- [ACTION ITEM]: Write out the complete data exactly as written.
(INPUT Opens)
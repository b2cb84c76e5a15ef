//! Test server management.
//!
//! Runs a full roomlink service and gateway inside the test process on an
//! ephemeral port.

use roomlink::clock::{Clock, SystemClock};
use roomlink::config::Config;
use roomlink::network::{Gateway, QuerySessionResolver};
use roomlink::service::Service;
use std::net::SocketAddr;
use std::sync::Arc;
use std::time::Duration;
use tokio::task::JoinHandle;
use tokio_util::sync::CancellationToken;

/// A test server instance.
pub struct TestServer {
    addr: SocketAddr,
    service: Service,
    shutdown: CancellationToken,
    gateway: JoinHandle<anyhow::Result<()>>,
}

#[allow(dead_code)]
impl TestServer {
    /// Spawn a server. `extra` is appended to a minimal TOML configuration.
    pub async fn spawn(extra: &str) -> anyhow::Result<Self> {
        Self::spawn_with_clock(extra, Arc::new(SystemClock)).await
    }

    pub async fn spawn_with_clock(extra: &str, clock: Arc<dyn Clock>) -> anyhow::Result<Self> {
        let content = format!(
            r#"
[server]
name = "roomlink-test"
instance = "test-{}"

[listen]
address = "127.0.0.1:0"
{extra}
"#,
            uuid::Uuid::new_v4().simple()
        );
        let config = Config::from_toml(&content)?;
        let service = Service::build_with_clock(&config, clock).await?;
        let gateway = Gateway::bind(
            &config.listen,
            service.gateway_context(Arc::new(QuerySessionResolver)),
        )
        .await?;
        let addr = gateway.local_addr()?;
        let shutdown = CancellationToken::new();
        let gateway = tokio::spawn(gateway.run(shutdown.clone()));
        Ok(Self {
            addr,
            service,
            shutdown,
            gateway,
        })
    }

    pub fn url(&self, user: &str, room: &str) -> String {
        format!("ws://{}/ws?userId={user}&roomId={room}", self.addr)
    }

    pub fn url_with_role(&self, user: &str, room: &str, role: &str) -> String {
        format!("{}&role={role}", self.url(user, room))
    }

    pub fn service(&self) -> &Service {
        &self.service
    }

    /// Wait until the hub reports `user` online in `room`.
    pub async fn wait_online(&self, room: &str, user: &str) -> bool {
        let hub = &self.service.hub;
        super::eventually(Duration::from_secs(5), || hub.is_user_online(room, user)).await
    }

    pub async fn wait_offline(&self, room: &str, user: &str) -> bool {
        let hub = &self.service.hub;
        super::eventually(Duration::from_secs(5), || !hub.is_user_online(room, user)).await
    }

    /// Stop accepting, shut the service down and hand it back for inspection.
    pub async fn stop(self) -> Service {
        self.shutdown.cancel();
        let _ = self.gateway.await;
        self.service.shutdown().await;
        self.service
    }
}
(INPUT Closes)
- [EXERCISE OUTPUT]:
repository b2cb84c76e5a15ef
//! Test server management.
//!
//! Runs a full roomlink service and gateway inside the test process on an
//! ephemeral port.

use roomlink::clock::{Clock, SystemClock};
use roomlink::config::Config;
use roomlink::network::{Gateway, QuerySessionResolver};
use roomlink::service::Service;
use std::net::SocketAddr;
use std::sync::Arc;
use std::time::Duration;
use tokio::task::JoinHandle;
use tokio_util::sync::CancellationToken;

/// A test server instance.
pub struct TestServer {
    addr: SocketAddr,
    service: Service,
    shutdown: CancellationToken,
    gateway: JoinHandle<anyhow::Result<()>>,
}

#[allow(dead_code)]
impl TestServer {
    /// Spawn a server. `extra` is appended to a minimal TOML configuration.
    pub async fn spawn(extra: &str) -> anyhow::Result<Self> {
        Self::spawn_with_clock(extra, Arc::new(SystemClock)).await
    }

    pub async fn spawn_with_clock(extra: &str, clock: Arc<dyn Clock>) -> anyhow::Result<Self> {
        let content = format!(
            r#"
[server]
name = "roomlink-test"
instance = "test-{}"

[listen]
address = "127.0.0.1:0"
{extra}
"#,
            uuid::Uuid::new_v4().simple()
        );
        let config = Config::from_toml(&content)?;
        let service = Service::build_with_clock(&config, clock).await?;
        let gateway = Gateway::bind(
            &config.listen,
            service.gateway_context(Arc::new(QuerySessionResolver)),
        )
        .await?;
        let addr = gateway.local_addr()?;
        let shutdown = CancellationToken::new();
        let gateway = tokio::spawn(gateway.run(shutdown.clone()));
        Ok(Self {
            addr,
            service,
            shutdown,
            gateway,
        })
    }

    pub fn url(&self, user: &str, room: &str) -> String {
        format!("ws://{}/ws?userId={user}&roomId={room}", self.addr)
    }

    pub fn url_with_role(&self, user: &str, room: &str, role: &str) -> String {
        format!("{}&role={role}", self.url(user, room))
    }

    pub fn service(&self) -> &Service {
        &self.service
    }

    /// Wait until the hub reports `user` online in `room`.
    pub async fn wait_online(&self, room: &str, user: &str) -> bool {
        let hub = &self.service.hub;
        super::eventually(Duration::from_secs(5), || hub.is_user_online(room, user)).await
    }

    pub async fn wait_offline(&self, room: &str, user: &str) -> bool {
        let hub = &self.service.hub;
        super::eventually(Duration::from_secs(5), || !hub.is_user_online(room, user)).await
    }

    /// Stop accepting, shut the service down and hand it back for inspection.
    pub async fn stop(self) -> Service {
        self.shutdown.cancel();
        let _ = self.gateway.await;
        self.service.shutdown().await;
        self.service
    }
}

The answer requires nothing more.